Avant le choix de leur père, ils ne savaient pas forcément tous ce qu’était l’euthanasie, Lucie, la plus jeune a dû avoir des explications de sa maman mais aucun ne regrette le choix de leur père après réflexion. Coline se souvient même d’avoir ressenti un soulagement de voir la souffrance partir, que c’était terrible mais nécessaire. Quentin, qui pourtant confie à ses sœurs n’avoir pas vraiment d’avis sur l’euthanasie partage son ressenti sur celle de son père : « Ton corps te fait tellement souffrir que tu vas pas rester pour rester ». Lucie, elle aussi, pense que l’euthanasie est une bonne chose mais c’est une réflexion qui est arrivée plus tard, vu son jeune âge.

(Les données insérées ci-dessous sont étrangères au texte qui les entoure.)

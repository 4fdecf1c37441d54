//! CASTV2 wire format: 4-byte big-endian length prefix followed by a single
//! protobuf `CastMessage`.
//!
//! The message type is small and stable, so the struct is written out with
//! prost derive attributes instead of generating it from a `.proto` at build
//! time. Payloads on every channel this bridge uses are JSON strings.

use bytes::{Buf, BufMut, BytesMut};
use prost::Message;
use tokio::io::{AsyncRead, AsyncReadExt, AsyncWrite, AsyncWriteExt};

use super::transport::Envelope;
use super::CastError;
use crate::protocol_constants::MAX_FRAME_BYTES;

/// CASTV2_1_0, the only protocol version in existence.
const PROTOCOL_VERSION: i32 = 0;

/// Payload is carried in `payload_utf8`.
const PAYLOAD_TYPE_STRING: i32 = 0;

/// The one message type of the Cast socket protocol.
#[derive(Clone, PartialEq, Message)]
pub struct CastMessage {
    #[prost(int32, tag = "1")]
    pub protocol_version: i32,
    #[prost(string, tag = "2")]
    pub source_id: String,
    #[prost(string, tag = "3")]
    pub destination_id: String,
    #[prost(string, tag = "4")]
    pub namespace: String,
    #[prost(int32, tag = "5")]
    pub payload_type: i32,
    #[prost(string, optional, tag = "6")]
    pub payload_utf8: Option<String>,
    #[prost(bytes = "vec", optional, tag = "7")]
    pub payload_binary: Option<Vec<u8>>,
}

/// Encodes an envelope into a length-prefixed frame.
pub fn encode_frame(envelope: &Envelope) -> Result<BytesMut, CastError> {
    let payload =
        serde_json::to_string(&envelope.payload).map_err(|e| CastError::Codec(e.to_string()))?;
    let message = CastMessage {
        protocol_version: PROTOCOL_VERSION,
        source_id: envelope.source.clone(),
        destination_id: envelope.destination.clone(),
        namespace: envelope.namespace.clone(),
        payload_type: PAYLOAD_TYPE_STRING,
        payload_utf8: Some(payload),
        payload_binary: None,
    };

    let body_len = message.encoded_len();
    if body_len > MAX_FRAME_BYTES {
        return Err(CastError::Codec(format!(
            "frame of {body_len} bytes exceeds the {MAX_FRAME_BYTES} byte wire limit"
        )));
    }
    let mut buf = BytesMut::with_capacity(4 + body_len);
    buf.put_u32(body_len as u32);
    message
        .encode(&mut buf)
        .map_err(|e| CastError::Codec(e.to_string()))?;
    Ok(buf)
}

/// Decodes one frame body into an envelope.
pub fn decode_frame(body: &[u8]) -> Result<Envelope, CastError> {
    let message = CastMessage::decode(body).map_err(|e| CastError::Codec(e.to_string()))?;
    let payload = match message.payload_utf8 {
        Some(text) => {
            serde_json::from_str(&text).map_err(|e| CastError::Codec(e.to_string()))?
        }
        // Binary payloads never appear on the channels this bridge binds.
        None => serde_json::Value::Null,
    };
    Ok(Envelope {
        source: message.source_id,
        destination: message.destination_id,
        namespace: message.namespace,
        payload,
    })
}

/// Writes one envelope to the transport.
pub async fn write_envelope<W>(writer: &mut W, envelope: &Envelope) -> Result<(), CastError>
where
    W: AsyncWrite + Unpin,
{
    let frame = encode_frame(envelope)?;
    writer.write_all(&frame).await.map_err(map_io_error)?;
    writer.flush().await.map_err(map_io_error)
}

/// Reads the next envelope from the transport.
///
/// Returns `Ok(None)` on a clean end-of-stream at a frame boundary; an EOF in
/// the middle of a frame is a transport error.
pub async fn read_envelope<R>(reader: &mut R) -> Result<Option<Envelope>, CastError>
where
    R: AsyncRead + Unpin,
{
    let mut header = [0u8; 4];
    match reader.read_exact(&mut header).await {
        Ok(_) => {}
        Err(err) if err.kind() == std::io::ErrorKind::UnexpectedEof => return Ok(None),
        Err(err) => return Err(map_io_error(err)),
    }

    let body_len = (&header[..]).get_u32() as usize;
    if body_len > MAX_FRAME_BYTES {
        return Err(CastError::Codec(format!(
            "inbound frame of {body_len} bytes exceeds the {MAX_FRAME_BYTES} byte wire limit"
        )));
    }

    let mut body = vec![0u8; body_len];
    reader.read_exact(&mut body).await.map_err(map_io_error)?;
    decode_frame(&body).map(Some)
}

/// Maps socket errors into the cast error taxonomy. Broken-pipe-class errors
/// get their own variant because the session recovery policy keys off it.
pub(crate) fn map_io_error(err: std::io::Error) -> CastError {
    use std::io::ErrorKind;
    match err.kind() {
        ErrorKind::BrokenPipe
        | ErrorKind::ConnectionReset
        | ErrorKind::ConnectionAborted
        | ErrorKind::UnexpectedEof => CastError::TransportClosed(err.to_string()),
        _ => CastError::Connect(err.to_string()),
    }
}

#[cfg(test)]
mod tests {
    use super::*;
    use serde_json::json;

    fn envelope() -> Envelope {
        Envelope {
            source: "sender-0".into(),
            destination: "receiver-0".into(),
            namespace: "urn:x-cast:com.google.cast.receiver".into(),
            payload: json!({"type": "GET_STATUS", "requestId": 1}),
        }
    }

    #[tokio::test]
    async fn frame_round_trips_through_the_codec() {
        let frame = encode_frame(&envelope()).unwrap();
        let mut cursor = &frame[..];
        let decoded = read_envelope(&mut cursor).await.unwrap().unwrap();
        assert_eq!(decoded, envelope());
    }

    #[test]
    fn frame_carries_big_endian_length_prefix() {
        let frame = encode_frame(&envelope()).unwrap();
        let body_len = u32::from_be_bytes([frame[0], frame[1], frame[2], frame[3]]) as usize;
        assert_eq!(body_len, frame.len() - 4);
    }

    #[test]
    fn oversized_frame_is_rejected_on_encode() {
        let mut env = envelope();
        env.payload = json!({"blob": "x".repeat(MAX_FRAME_BYTES)});
        assert!(matches!(encode_frame(&env), Err(CastError::Codec(_))));
    }

    #[tokio::test]
    async fn oversized_inbound_length_is_rejected() {
        let mut frame = BytesMut::new();
        frame.put_u32((MAX_FRAME_BYTES + 1) as u32);
        let mut cursor = &frame[..];
        assert!(matches!(
            read_envelope(&mut cursor).await,
            Err(CastError::Codec(_))
        ));
    }

    #[tokio::test]
    async fn clean_eof_reads_as_none() {
        let mut cursor: &[u8] = &[];
        assert!(read_envelope(&mut cursor).await.unwrap().is_none());
    }

    #[tokio::test]
    async fn truncated_frame_is_a_transport_error() {
        let frame = encode_frame(&envelope()).unwrap();
        let mut cursor = &frame[..frame.len() - 2];
        assert!(matches!(
            read_envelope(&mut cursor).await,
            Err(CastError::TransportClosed(_))
        ));
    }
}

Réunis aujourd’hui, quinze ans plus tard, dans le canapé, les trois frères et sœurs s’interrogent et se questionnent entre eux sur l’impact que la mort de leur père, arrivée alors qu’ils étaient encore jeunes, a pu avoir sur leurs choix et leurs vies. À vingt-et-un ans, Quentin avait une vision de la mort éloignée, ensuite il a ressenti le poids des responsabilités. Perdre un parent quand on est jeune, ça marque, Coline pense même avoir choisi ces études en fonction de cet événement. À haute voix, elle finit même par soulever cette grande interrogation : « Si mon père n’était pas mort, est-ce que je serais une personne différente ? » et Quentin abonde directement dans son sens : « Oh, je me suis posé cette question toute ma vie ». Il ressent d’ailleurs une envie de profiter de la vie, leur père n’avait que 50 ans quand il a demandé l’euthanasie « Le fait de décéder si jeune, ça veut dire que dans 16 ans moi je décéderai ».

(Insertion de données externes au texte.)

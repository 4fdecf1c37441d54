//! Application bootstrap and dependency wiring.
//!
//! This module contains the composition root - the single place where all
//! services are instantiated and wired together.

use std::path::Path;
use std::sync::Arc;

use tokio::sync::broadcast;
use tokio_util::sync::CancellationToken;

use crate::api::AppState;
use crate::artwork::SupplementalArtClient;
use crate::cast::dispatcher::{spawn_dispatcher, DispatcherConfig, DispatcherHandle};
use crate::cast::registry::DeviceRegistry;
use crate::cast::session::{spawn_session, SessionConfig, SessionControl, SessionHandle};
use crate::cast::transport::TlsTransport;
use crate::cast::CastService;
use crate::config::Config;
use crate::context::NetworkContext;
use crate::controller::ControllerState;
use crate::error::{BridgeError, BridgeResult};
use crate::events::{BroadcastEvent, BroadcastEventBridge, EventEmitter};
use crate::images::{self, ImageStore};
use crate::prefs::PreferencesStore;
use crate::protocol_constants::DEVICE_TTL;

/// Container for all bootstrapped services.
#[derive(Clone)]
pub struct BridgeServices {
    pub cast: Arc<CastService>,
    pub controller: Arc<ControllerState>,
    pub dispatcher: DispatcherHandle,
    pub session: SessionHandle,
    pub images: Arc<ImageStore>,
    pub broadcast_tx: broadcast::Sender<BroadcastEvent>,
    pub event_bridge: Arc<BroadcastEventBridge>,
    pub network: NetworkContext,
    pub config: Arc<Config>,
    /// Cancellation token for graceful shutdown of background tasks.
    pub cancel_token: CancellationToken,
}

impl BridgeServices {
    /// Initiates graceful shutdown: stops the cast session cleanly, then
    /// signals every background task.
    pub async fn shutdown(&self) {
        log::info!("[Bootstrap] beginning graceful shutdown...");
        self.session.stop_app().await;
        self.session.disconnect().await;
        self.cancel_token.cancel();
        log::info!("[Bootstrap] shutdown complete");
    }

    /// Builds the API layer state over these services.
    #[must_use]
    pub fn app_state(&self) -> AppState {
        AppState {
            cast: Arc::clone(&self.cast),
            controller: Arc::clone(&self.controller),
            images: Arc::clone(&self.images),
            broadcast_tx: self.broadcast_tx.clone(),
            event_bridge: Arc::clone(&self.event_bridge),
            network: self.network.clone(),
            config: Arc::clone(&self.config),
        }
    }
}

/// Bootstraps all application services with their dependencies.
///
/// Wiring order follows the dependency graph: event bridge and shared state
/// first, then the session engine, then the dispatcher and the services that
/// drive it, and finally discovery.
pub fn bootstrap_services(
    config: Config,
    network: NetworkContext,
    prefs_path: &Path,
) -> BridgeResult<BridgeServices> {
    let config = Arc::new(config);

    // Event plumbing: one broadcast channel feeds every WebSocket client.
    let (broadcast_tx, _) = broadcast::channel::<BroadcastEvent>(config.event_channel_capacity);
    let event_bridge = Arc::new(BroadcastEventBridge::with_sender(broadcast_tx.clone()));
    let emitter: Arc<dyn EventEmitter> = event_bridge.clone();

    let cancel_token = CancellationToken::new();
    let prefs = Arc::new(PreferencesStore::open(prefs_path));
    let registry = Arc::new(DeviceRegistry::new(DEVICE_TTL));

    // The session engine owns the receiver link.
    let transport = Arc::new(
        TlsTransport::new().map_err(|e| BridgeError::Internal(e.to_string()))?,
    );
    let session = spawn_session(
        SessionConfig::new(config.app_id.clone(), config.namespace.clone()),
        transport,
        emitter.clone(),
    );

    // Playback events flow through the dispatcher into the session.
    let dispatcher = spawn_dispatcher(DispatcherConfig::default(), Arc::new(session.clone()));

    let cast = CastService::new(
        Arc::clone(&config),
        registry,
        session.clone(),
        Arc::clone(&prefs),
        emitter.clone(),
    );
    cast.start(cancel_token.clone())?;

    let images = Arc::new(ImageStore::new(network.clone()));
    images::spawn_cleanup(Arc::clone(&images), cancel_token.clone());

    let controller = ControllerState::new(
        dispatcher.clone(),
        Arc::new(session.clone()),
        Arc::new(SupplementalArtClient::new()),
        emitter,
        prefs,
    );

    Ok(BridgeServices {
        cast,
        controller,
        dispatcher,
        session,
        images,
        broadcast_tx,
        event_bridge,
        network,
        config,
        cancel_token,
    })
}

Cette fratrie a été marquée par l’euthanasie de leur père mais leurs relations ont aussi été modifiées. Ici, dans le cocon de l’appartement de Lucie, ils ont bien voulu se réunir pour partager leurs souvenirs mais pendant tout un temps, ils n’en ont pas beaucoup parlés … Quentin et Coline s’accordent sur le fait qu’il y a eu « Deux temps », deux phases qu’ils ont vécues après le décès. Coline voit cette première phase comme sa période de rébellion d’adolescente, elle se sentait « Ailleurs » et elle était moins là pour sa famille. Elle admet avoir fui et n’avoir pas été une très bonne grande sœur pour Lucie. C’est seulement dans un second temps qu’elle s’est rapprochée de ses frères et sœurs et qu’elle a pu vivre son deuil. Quentin se rapproche de ce sentiment. Lucie regarde son frère et se permet d’ajouter qu’elle l’a beaucoup moins vu dans cette première période mais qu’elle, et elle le précise en souriant, elle a toujours été là. Ce à quoi, Coline et Quentin répondent en chœur que c’est parce que c’était la plus petite. Maintenant, les frères et sœurs se sentent très proches les uns des autres et ils sentent qu’ils peuvent se faire confiance. Le deuil les a éloignés pour se retrouver par après.
Une soirée, trois regards, trois vécus et trois sentiments sur la même expérience de vie, sur l’euthanasie de leur père et le deuil qui en a découlé. Quinze ans plus tard, Coline finit son verre de vin, Quentin caresse le chat et Lucie ferme la porte de son appartement, ils ont partagé une soirée et des souvenirs.